Point me to a credible source that says that and I'll buy it.

How about this, it's WRONG, and two WRONGS don't make a right. So what about someone who had a fucked up childhood and goes off and murders someone, should they be off the hook as well?

And the point about these morons caring more about animals than humans is right on, I've mentioned that before. I've seen things like, "Abuse an animal, go to jail," yet I can almost guarantee these people don't feel that way about humans. Yes, they value animals over humans. Ridiculous!

FORD, maybe I'm off on this, but it seems like you're against abortion but fearful that steadfastly being a pro-lifer and speaking out against it would conflict with the overall liberal agenda, and you're not willing to do that. There are times when some of our convictions don't jive with the party or group we're supposedly a part of, but we gotta keep it real.
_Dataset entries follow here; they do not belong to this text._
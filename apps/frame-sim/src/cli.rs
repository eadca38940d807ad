use std::time::Duration;

use clap::{builder::BoolishValueParser, Args, Parser, ValueEnum};
use frame_client::ClientConfig;
use frame_host::HostConfig;

use crate::logging::LogLevel;

#[derive(Parser, Debug)]
#[command(
    name = "frame-sim",
    about = "Drive a course page and an exercise iframe through the port handshake",
    version
)]
pub struct Cli {
    #[arg(
        long = "log-level",
        value_enum,
        env = "FRAME_LOG_LEVEL",
        default_value_t = LogLevel::Info,
        help = "Minimum log level (error, warn, info, debug, trace)"
    )]
    pub log_level: LogLevel,

    #[arg(long, value_enum, default_value_t = Scenario::Connect)]
    pub scenario: Scenario,

    #[arg(long, default_value = "https://courses.example")]
    pub host_origin: String,

    #[arg(long, default_value = "https://service.example/iframe")]
    pub iframe_url: String,

    #[command(flatten)]
    pub host: HostArgs,

    #[command(flatten)]
    pub client: ClientArgs,
}

#[derive(Clone, Copy, Debug, ValueEnum, PartialEq, Eq)]
pub enum Scenario {
    /// Handshake, one state update and a few replies.
    Connect,
    /// The iframe reloads once without telling the host.
    SilentReload,
    /// The iframe keeps reloading until the host gives up.
    ReloadLoop,
}

/// Flags take precedence over the `FRAME_*` variables read by [`HostConfig::from_env`].
#[derive(Args, Debug, Clone, Default)]
pub struct HostArgs {
    #[arg(long, value_name = "MS", help = "Beacon gap that counts as a lost port")]
    pub recovery_threshold_ms: Option<u64>,

    #[arg(long, value_name = "N")]
    pub max_recovery_attempts: Option<u32>,

    #[arg(
        long,
        value_parser = BoolishValueParser::new(),
        help = "Skip the sandbox attribute and the origin check"
    )]
    pub disable_sandbox: Option<bool>,

    #[arg(long)]
    pub language: Option<String>,
}

impl HostArgs {
    pub fn apply(&self, mut config: HostConfig) -> HostConfig {
        if let Some(ms) = self.recovery_threshold_ms {
            config.recovery_threshold = Duration::from_millis(ms);
        }
        if let Some(attempts) = self.max_recovery_attempts {
            config.max_recovery_attempts = attempts;
        }
        if let Some(disable) = self.disable_sandbox {
            config.disable_sandbox = disable;
        }
        if let Some(language) = self.language.as_ref().filter(|l| !l.trim().is_empty()) {
            config.language = language.clone();
        }
        config
    }
}

#[derive(Args, Debug, Clone, Default)]
pub struct ClientArgs {
    #[arg(long, value_name = "MS")]
    pub initial_backoff_ms: Option<u64>,

    #[arg(long, value_name = "MS")]
    pub max_backoff_ms: Option<u64>,
}

impl ClientArgs {
    pub fn apply(&self, mut config: ClientConfig) -> ClientConfig {
        if let Some(ms) = self.initial_backoff_ms.filter(|ms| *ms > 0) {
            config.initial_backoff = Duration::from_millis(ms);
        }
        if let Some(ms) = self.max_backoff_ms {
            config.max_backoff = Duration::from_millis(ms);
        }
        config.max_backoff = config.max_backoff.max(config.initial_backoff);
        config
    }
}

#[cfg(test)]
mod tests {
    use super::*;

    #[test]
    fn flags_override_host_config() {
        let cli = Cli::parse_from([
            "frame-sim",
            "--recovery-threshold-ms",
            "250",
            "--disable-sandbox",
            "yes",
            "--language",
            "fi",
        ]);
        let config = cli.host.apply(HostConfig::default());
        assert_eq!(config.recovery_threshold, Duration::from_millis(250));
        assert!(config.disable_sandbox);
        assert_eq!(config.language, "fi");
        assert_eq!(config.max_recovery_attempts, 3);
    }

    #[test]
    fn absent_flags_keep_config() {
        let cli = Cli::parse_from(["frame-sim", "--scenario", "reload-loop"]);
        assert_eq!(cli.scenario, Scenario::ReloadLoop);
        assert_eq!(cli.host.apply(HostConfig::default()), HostConfig::default());
        assert_eq!(
            cli.client.apply(ClientConfig::default()),
            ClientConfig::default()
        );
    }

    #[test]
    fn client_cap_follows_initial_delay() {
        let args = ClientArgs {
            initial_backoff_ms: Some(4_000),
            max_backoff_ms: Some(1_000),
        };
        let config = args.apply(ClientConfig::default());
        assert_eq!(config.max_backoff, Duration::from_millis(4_000));
    }
}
I know you know it's wrong (unlike some people who think a fetus doesn't count as anything in this world). Two examples for my beliefs which don't fall in line with the conservative agenda are gun control which I'm for, and conservation of the environment, which most Republicans really don't care about.

BigBadBrian
04-01-2004, 04:18 PM
Originally posted by FORD
They used a similar argument for alcohol in the early 20th century. Remember what the results of that were?

Bottom line, making abortion illegal will not do one damn thing to eliminate it.



Bullshit. You baby-killers always use that line of thinking. Does punishment for rape and murder stop alot of those crimes? Hell yes! Some no, unfortunately. Just because some may break a law means there's no reason in not having one to begin with.

BigBadBrian
04-01-2004, 04:22 PM
Originally posted by FORD


So anybody have a valid reason why my plan shouldn't be implemented immediately?

Yes, because you're an idiot!

Seriously now, (well I was serious that you're an idiot also) if you're plan automatically means kids will mandatorily be told about the facts of life, then, no, stick your plan up your ass. It's a parents right when and how to choose to tell their children, not yours. It doesn't matter if YOU think some people are doing a good job or not.

FORD
04-01-2004, 04:35 PM
Originally posted by BigBadBrian
Bullshit. You baby-killers always use that line of thinking. Does punishment for rape and murder stop alot of those crimes? Hell yes! Some no, unfortunately. Just because some may break a law means there's no reason in not having one to begin with.

You calling me a "baby killer" is pathetic.

It is YOU who supports thousands of Iraqi children being slaughtered over greed and lies. It is YOU who supports the Sharon regime's brutal murder of Palestinian children.

I don't advocate killing anybody, with the possible exception of rapists and pedophiles. Perhaps the PNAC fascists, under the proper penalty for treason. But I have never once advocated "killing babies".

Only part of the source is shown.